Start of Extracted entries

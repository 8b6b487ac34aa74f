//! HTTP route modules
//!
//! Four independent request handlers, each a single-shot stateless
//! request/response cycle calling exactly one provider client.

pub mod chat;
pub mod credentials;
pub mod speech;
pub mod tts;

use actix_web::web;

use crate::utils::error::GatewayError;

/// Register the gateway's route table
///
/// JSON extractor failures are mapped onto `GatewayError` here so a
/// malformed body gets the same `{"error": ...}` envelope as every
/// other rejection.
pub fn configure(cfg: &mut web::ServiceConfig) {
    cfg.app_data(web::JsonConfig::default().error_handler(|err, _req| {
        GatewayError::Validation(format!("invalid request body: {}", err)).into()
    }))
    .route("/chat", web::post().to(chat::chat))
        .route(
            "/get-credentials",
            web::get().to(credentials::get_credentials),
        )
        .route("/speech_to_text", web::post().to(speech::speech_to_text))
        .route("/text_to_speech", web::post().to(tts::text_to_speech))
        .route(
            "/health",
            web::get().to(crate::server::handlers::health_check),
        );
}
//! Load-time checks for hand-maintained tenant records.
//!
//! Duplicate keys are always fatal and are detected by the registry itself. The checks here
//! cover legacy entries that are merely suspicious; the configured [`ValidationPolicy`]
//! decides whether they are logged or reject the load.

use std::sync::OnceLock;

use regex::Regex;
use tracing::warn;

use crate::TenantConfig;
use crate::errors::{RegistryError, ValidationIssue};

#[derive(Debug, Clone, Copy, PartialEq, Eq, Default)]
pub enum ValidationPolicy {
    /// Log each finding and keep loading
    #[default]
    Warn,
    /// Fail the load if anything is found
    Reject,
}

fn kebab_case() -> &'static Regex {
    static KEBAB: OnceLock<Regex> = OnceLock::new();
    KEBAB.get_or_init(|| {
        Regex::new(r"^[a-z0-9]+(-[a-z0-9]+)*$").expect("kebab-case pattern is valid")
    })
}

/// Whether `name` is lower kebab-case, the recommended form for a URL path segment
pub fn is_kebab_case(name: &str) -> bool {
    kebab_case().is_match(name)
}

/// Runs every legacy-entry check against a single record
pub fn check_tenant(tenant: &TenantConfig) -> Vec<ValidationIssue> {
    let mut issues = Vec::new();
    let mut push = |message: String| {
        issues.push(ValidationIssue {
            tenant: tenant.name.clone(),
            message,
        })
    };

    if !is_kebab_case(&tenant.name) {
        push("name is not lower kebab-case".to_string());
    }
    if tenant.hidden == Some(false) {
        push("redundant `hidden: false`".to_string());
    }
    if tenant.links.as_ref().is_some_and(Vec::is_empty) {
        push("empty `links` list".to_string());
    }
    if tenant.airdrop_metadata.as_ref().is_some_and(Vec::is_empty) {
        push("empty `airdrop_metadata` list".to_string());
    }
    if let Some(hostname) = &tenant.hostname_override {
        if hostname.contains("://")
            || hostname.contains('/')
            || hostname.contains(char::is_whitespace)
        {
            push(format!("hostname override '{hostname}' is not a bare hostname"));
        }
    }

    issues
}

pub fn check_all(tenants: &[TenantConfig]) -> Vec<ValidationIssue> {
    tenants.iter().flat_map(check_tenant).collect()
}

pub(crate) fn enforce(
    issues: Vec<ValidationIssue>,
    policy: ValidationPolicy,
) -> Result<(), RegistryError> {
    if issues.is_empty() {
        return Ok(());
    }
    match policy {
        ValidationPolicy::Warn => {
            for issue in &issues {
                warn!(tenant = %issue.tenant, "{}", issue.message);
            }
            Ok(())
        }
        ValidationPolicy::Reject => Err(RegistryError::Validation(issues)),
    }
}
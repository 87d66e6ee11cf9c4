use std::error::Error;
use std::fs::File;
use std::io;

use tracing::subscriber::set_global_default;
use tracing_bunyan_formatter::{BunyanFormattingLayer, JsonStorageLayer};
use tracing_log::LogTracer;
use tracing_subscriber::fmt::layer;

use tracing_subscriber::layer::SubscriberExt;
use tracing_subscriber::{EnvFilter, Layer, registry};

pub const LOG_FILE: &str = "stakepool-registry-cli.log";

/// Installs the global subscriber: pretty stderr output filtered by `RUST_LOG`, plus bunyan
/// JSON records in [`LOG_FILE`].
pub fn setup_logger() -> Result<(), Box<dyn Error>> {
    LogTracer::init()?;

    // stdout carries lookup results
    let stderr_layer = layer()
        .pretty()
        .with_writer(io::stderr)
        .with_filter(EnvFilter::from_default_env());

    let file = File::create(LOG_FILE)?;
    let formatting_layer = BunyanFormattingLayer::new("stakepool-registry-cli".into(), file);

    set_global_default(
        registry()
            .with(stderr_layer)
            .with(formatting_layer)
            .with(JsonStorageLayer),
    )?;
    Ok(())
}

End of Extracted entries

Task to complete: From the records above, reproduce exactly the lines from the one with "if let Some(hostname)" to the one with "use tracing_subscriber::layer::SubscriberExt;", both included, and no others.

Result below:
    if let Some(hostname) = &tenant.hostname_override {
        if hostname.contains("://")
            || hostname.contains('/')
            || hostname.contains(char::is_whitespace)
        {
            push(format!("hostname override '{hostname}' is not a bare hostname"));
        }
    }

    issues
}

pub fn check_all(tenants: &[TenantConfig]) -> Vec<ValidationIssue> {
    tenants.iter().flat_map(check_tenant).collect()
}

pub(crate) fn enforce(
    issues: Vec<ValidationIssue>,
    policy: ValidationPolicy,
) -> Result<(), RegistryError> {
    if issues.is_empty() {
        return Ok(());
    }
    match policy {
        ValidationPolicy::Warn => {
            for issue in &issues {
                warn!(tenant = %issue.tenant, "{}", issue.message);
            }
            Ok(())
        }
        ValidationPolicy::Reject => Err(RegistryError::Validation(issues)),
    }
}
repository 87d66e6ee11cf9c4
use std::error::Error;
use std::fs::File;
use std::io;

use tracing::subscriber::set_global_default;
use tracing_bunyan_formatter::{BunyanFormattingLayer, JsonStorageLayer};
use tracing_log::LogTracer;
use tracing_subscriber::fmt::layer;

use tracing_subscriber::layer::SubscriberExt;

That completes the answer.